Support Pipes
In Unix-like operating systems (such as Linux and macOS), a pipe is a mechanism for interprocess communication (IPC) that allows the output of one process to be used as the input of another.
Pipes are represented by the |
symbol in shell commands. When you use a command like command1 | command2
, it means that the standard output of command1
is connected to the standard input of command2
.
For example:
cat file.txt | grep "pattern"
In this command, the content of file.txt
is piped as input to the grep
command, which searches for the specified pattern.
Modify src/main.rs to make file_path
argument optional:
@@ -8,7 +8,7 @@ fn main() {
.author("literank")
.about("A grep-like utility in Rust")
.arg(Arg::with_name("pattern").required(true).index(1).help("The pattern to search for"))
- .arg(Arg::with_name("file_path").required(true).index(2).help("The file to search in"))
+ .arg(Arg::with_name("file_path").required(false).index(2).help("The file to search in"))
.arg(Arg::with_name("count").short("c").long("count").help("Only a count of selected lines is written to standard output"))
.arg(Arg::with_name("ignore-case").short("i").long("ignore-case").help("Perform case-insensitive matching"))
.arg(Arg::with_name("line-number").short("n").long("line-number").help("Each output line is preceded by its relative line number in the file, starting at line 1"))
@@ -18,13 +18,13 @@ fn main() {
// Extract command-line arguments
let pattern = matches.value_of("pattern").unwrap();
- let file_path = matches.value_of("file_path").unwrap();
+ let file_path = matches.value_of("file_path").unwrap_or("");
let options = GrepOptions {
ignore_case: matches.is_present("ignore-case"),
invert_match: matches.is_present("invert-match"),
};
You cannot do a recursive search when there's no file paths, modify src/main.rs:
- let result = if matches.is_present("recursive") {
+ let result = if matches.is_present("recursive") && !file_path.is_empty() {
grep_recursive(pattern, file_path.as_ref(), &options)
} else {
grep(pattern, file_path.as_ref(), &options)

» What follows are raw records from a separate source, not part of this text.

use crate::error::{ModemError, Result};
use crate::{MAX_PAYLOAD_SIZE, PREAMBLE_BYTE, PREAMBLE_LEN, SYNC_WORD};

/// Bytes of addressing header ahead of the payload: id_tx, id_rx, len.
pub const HEADER_BYTES: usize = 3;

/// Bytes of CRC trailing the payload.
pub const CRC_BYTES: usize = 2;

/// CRC-16-CCITT: polynomial 0x1021, init 0xFFFF, no reflection, no xor-out.
pub fn crc16(data: &[u8]) -> u16 {
    let mut crc: u16 = 0xFFFF;
    for &byte in data {
        crc ^= (byte as u16) << 8;
        for _ in 0..8 {
            if crc & 0x8000 != 0 {
                crc = (crc << 1) ^ 0x1021;
            } else {
                crc <<= 1;
            }
        }
    }
    crc
}

/// Build the complete wire packet for a text message.
///
/// Layout: `preamble(4) | sync(2) | id_tx(1) | id_rx(1) | len(1) | payload | crc16(2)`.
/// The CRC covers id_tx through the end of the payload; preamble and sync
/// word are synchronization fields only and stay outside the CRC input.
pub fn build_packet(message: &str, id_tx: u8, id_rx: u8) -> Result<Vec<u8>> {
    if !message.is_ascii() {
        return Err(ModemError::NonAsciiPayload);
    }
    let payload = message.as_bytes();
    if payload.len() > MAX_PAYLOAD_SIZE {
        return Err(ModemError::PayloadTooLong);
    }

    let mut packet =
        Vec::with_capacity(PREAMBLE_LEN + 2 + HEADER_BYTES + payload.len() + CRC_BYTES);
    packet.extend_from_slice(&[PREAMBLE_BYTE; PREAMBLE_LEN]);
    packet.extend_from_slice(&SYNC_WORD.to_be_bytes());
    packet.push(id_tx);
    packet.push(id_rx);
    packet.push(payload.len() as u8);
    packet.extend_from_slice(payload);

    let crc = crc16(&packet[PREAMBLE_LEN + 2..]);
    packet.extend_from_slice(&crc.to_be_bytes());

    Ok(packet)
}

/// Expand packet bytes into a bit sequence, MSB-first per byte.
pub fn packet_to_bits(packet: &[u8]) -> Vec<u8> {
    let mut bits = Vec::with_capacity(packet.len() * 8);
    for &byte in packet {
        for shift in (0..8).rev() {
            bits.push((byte >> shift) & 1);
        }
    }
    bits
}

/// Reassemble one byte from exactly eight MSB-first bits.
pub(crate) fn bits_to_byte(bits: &[u8]) -> u8 {
    bits.iter().fold(0, |byte, &bit| (byte << 1) | bit)
}

fn bits_to_bytes(bits: &[u8]) -> Vec<u8> {
    bits.chunks(8).map(bits_to_byte).collect()
}

/// Terminal classification of a decode attempt.
#[derive(Debug, Clone, Copy, PartialEq, Eq)]
pub enum DecodeStatus {
    /// Payload delivered and CRC verified.
    Ok,
    /// Fewer than 24 bits after sync; no header to parse.
    HeaderTooShort,
    /// Header id_rx does not match the local id; payload and CRC unread.
    NotAddressed,
    /// Header parsed but the bit sequence ends before payload + CRC.
    Truncated,
    /// Payload delivered but the received CRC does not match.
    CrcMismatch,
}

/// Structured result of decoding the bits that follow a sync match.
#[derive(Debug, Clone, PartialEq, Eq)]
pub struct DecodedPacket {
    pub text: String,
    pub crc_ok: bool,
    pub addressed: bool,
    pub status: DecodeStatus,
}

impl DecodedPacket {
    fn empty(addressed: bool, status: DecodeStatus) -> Self {
        Self {
            text: String::new(),
            crc_ok: false,
            addressed,
            status,
        }
    }
}

/// Decode the packet bits that follow the sync word.
///
/// Every outcome is a structured result; nothing escapes as an error.
/// Packets addressed to another endpoint are dropped after the 24-bit
/// header without parsing the payload or checking the CRC.
pub fn decode_packet(bits: &[u8], local_id: u8) -> DecodedPacket {
    if bits.len() < HEADER_BYTES * 8 {
        return DecodedPacket::empty(false, DecodeStatus::HeaderTooShort);
    }

    let id_tx = bits_to_byte(&bits[0..8]);
    let id_rx = bits_to_byte(&bits[8..16]);
    let payload_len = bits_to_byte(&bits[16..24]) as usize;

    if id_rx != local_id {
        return DecodedPacket::empty(false, DecodeStatus::NotAddressed);
    }

    let total_bits = (HEADER_BYTES + payload_len + CRC_BYTES) * 8;
    if bits.len() < total_bits {
        return DecodedPacket::empty(true, DecodeStatus::Truncated);
    }

    let payload_start = HEADER_BYTES * 8;
    let payload_end = payload_start + payload_len * 8;
    let payload = bits_to_bytes(&bits[payload_start..payload_end]);
    let crc_received = bits_to_bytes(&bits[payload_end..total_bits]);

    let mut covered = vec![id_tx, id_rx, payload_len as u8];
    covered.extend_from_slice(&payload);
    let crc_ok =
        crc16(&covered) == u16::from_be_bytes([crc_received[0], crc_received[1]]);

    let text = payload.iter().map(|&byte| byte as char).collect();
    let status = if crc_ok {
        DecodeStatus::Ok
    } else {
        DecodeStatus::CrcMismatch
    };

    DecodedPacket {
        text,
        crc_ok,
        addressed: true,
        status,
    }
}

Read the content from standard input when file_path
is empty in src/lib.rs:
@@ -66,8 +66,12 @@ pub fn grep_recursive(
}
fn read_file_lines(file_path: &Path) -> Result<Vec<String>, io::Error> {
- let file = fs::File::open(file_path)?;
- let reader = io::BufReader::new(file);
+ let reader: Box<dyn BufRead> = if file_path.components().count() == 0 {
+ Box::new(io::BufReader::new(io::stdin()))
+ } else {
+ let file = fs::File::open(file_path)?;
+ Box::new(io::BufReader::new(file))
+ };
Ok(reader.lines().map_while(Result::ok).collect())
}
Now you can do this:
cat src/main.rs | cargo run -- -n line
Its result:
5: // Define command-line arguments using clap
12: .arg(Arg::with_name("count").short("c").long("count").help("Only a count of selected lines is written to standard output"))
14: .arg(Arg::with_name("line-number").short("n").long("line-number").help("Each output line is preceded by its relative line number in the file, starting at line 1"))
16: .arg(Arg::with_name("invert-match").short("v").long("invert-match").help("Selected lines are those not matching any of the specified patterns"))
19: // Extract command-line arguments
38: print_result(&result, matches.is_present("line-number"))
47: fn print_result(result: &MatchResult, show_line_number: bool) {
57: if show_line_number {
58: println!("{}: {}", item.line_number, item.line);
60: println!("{}", item.line);
After re-installation, your grustep
command supports pipes as well.
cat src/main.rs | grustep -n line
It produces the same result as above.